BRAZIL: Soap opera "Vidas Opostas" (Opposite Lives) which depicts the horrifying violence engulfing Brazil is top of the ratings
Record ID:
602419
BRAZIL: Soap opera "Vidas Opostas" (Opposite Lives) which depicts the horrifying violence engulfing Brazil is top of the ratings
- Title: BRAZIL: Soap opera "Vidas Opostas" (Opposite Lives) which depicts the horrifying violence engulfing Brazil is top of the ratings
- Date: 19th April 2007
- Summary: RIO DE JANEIRO, BRAZIL (RECENT) (REUTERS) VARIOUS OF DIRECTOR OF "OPPOSITE LIVES" ALEXANDRE AVANCINI (SOUNDBITE) (Portuguese) DIRECTOR OF "OPPOSITE LIVES" ALEXANDRE AVANCINI SAYING: "Our intention was not to make a violent soap opera, but to discuss our reality, our day-to-day life. Marcilio's (scriptwriter Marcilio Moraes) proposal was to do an X-ray of what happens in B
- Embargoed: 4th May 2007 13:00
- Keywords:
- Location: Brazil
- Country: Brazil
- Topics: Entertainment
- Reuters ID: LVABA64OGTQ2VJQYAHTO51V2MPT
- Story Text: Brazil's hugely popular television soap operas usually deal with tear-filled romance. But the horrifying violence engulfing the country has upstaged the melodrama and taken one "telenovela" to the top of the ratings.

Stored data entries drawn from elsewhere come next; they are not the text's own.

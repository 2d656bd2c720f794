use axum::{extract::State, routing::post, Json, Router};
use serde::{Deserialize, Serialize};

use crate::error::{AppError, AppResult};
use crate::models::User;
use crate::routes::AppState;
use crate::services::{verify_password, TokenKind};

#[derive(Deserialize)]
pub struct LoginRequest {
    pub email: String,
    pub password: String,
}

#[derive(Serialize)]
pub struct LoginResponse {
    pub token: String,
    pub user: User,
}

pub fn routes() -> Router<AppState> {
    Router::new().route("/auth/login", post(login))
}

async fn login(
    State(state): State<AppState>,
    Json(payload): Json<LoginRequest>,
) -> AppResult<Json<LoginResponse>> {
    let conn = state.db.connect().map_err(AppError::from)?;

    let email = payload.email.trim().to_lowercase();
    let user = User::find_by_email(&conn, &email)
        .await?
        .filter(|u| verify_password(&payload.password, &u.password_hash))
        .ok_or_else(|| AppError::Unauthorized("Invalid email or password".to_string()))?;

    let token = state.tokens.issue(&user.id, TokenKind::User)?;
    tracing::info!("User {} logged in", user.id);

    Ok(Json(LoginResponse { token, user }))
}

"Vidas Opostas" (Opposite Lives) is a hit with residents of Rio de Janeiro, where it is set, and around the country, despite complaints that people are weary of the real-life bloodshed and gory newscasts.
Lony Lima, who lives in what used to be the calm neighbourhood of Vila Isabel in Rio, watches "Vidas Oppostas" every night, but it is no fiction to her. In the past fifteen years she saw the violent Macaco slum grow rapidly from her window and today, lives the nightmare she watches on TV.
Lima said the soap opera shows reality.
"It's reality and this reality crossed my window," she said.
In March a bullet fired through Lima's window while she cleaned the house, the fifth in less than two years.
Director of "Vidas Opostas" Alexandre Avancini, said the broadcaster's intention is to discuss violence by showing an "X-ray" of Brazilian reality.
"Our intention was not to make a violent soap opera, but to discuss our reality, our day-to-day life. Marcilio's (scriptwriter Marcilio Moraes) proposal was to do an X-ray of what happens in Brazil today, which unfortunately is very violent," he said.
The prime-time telenovela on the Rede Record network, shot partly in a real slum, has beat leading network Globo in the ratings several times when pitted against big league soccer games -- an undeniable sign of popularity in Brazil.
The director said feedback from the audience showed an overwhelming majority of viewers liked the idea of having a realistic picture of Rio's life.
Avancini believes the Brazilian public is ready to watch their own reality and recognize the country's wounds.
In another, a rival gang invades a slum in a convoy of cars, their machine guns and rifles spitting fire in all directions, making slum-dwellers drop to the floors of their shacks. In a police raid that follows, an officer shoots an innocent man and plants a gun in his dead hand.
"They (viewers) are people who work, people who are engaged in the society's changing process and do want to see the reality, they want to see themselves being portrayed and the country's wounds being exposed, pulling a line of discussion," he said.
A love story is not missing. "Vidas Opostas" is the story of a young millionaire heir who loves a girl who lives in a slum, or favela. The favela is controlled by a drug gang that is in the middle of a turf war with a rival group, which has the backing of a corrupt cop, a typical scenario in many of Rio's 600-plus shantytowns.
A sociologist and violence specialist, Ignacio Cano, said it is healthier for Brazilians to watch their own violence and reflect upon it, than seeing a Hollywood movie.
"Instead of watching violence in the streets of Los Angeles, all this recreation of foreign violence, it's much better for us to see our own violence and reflect upon it," he said.
Many scenes are borrowed from daily life, like a shootout in a tunnel full of cars, with panicked drivers abandoning their cars and running for cover.
In an attempt to match its rival's success, Globo borrowed a shocking scene from real life for its own soap opera, in which a character is killed in a bus torched by a gang.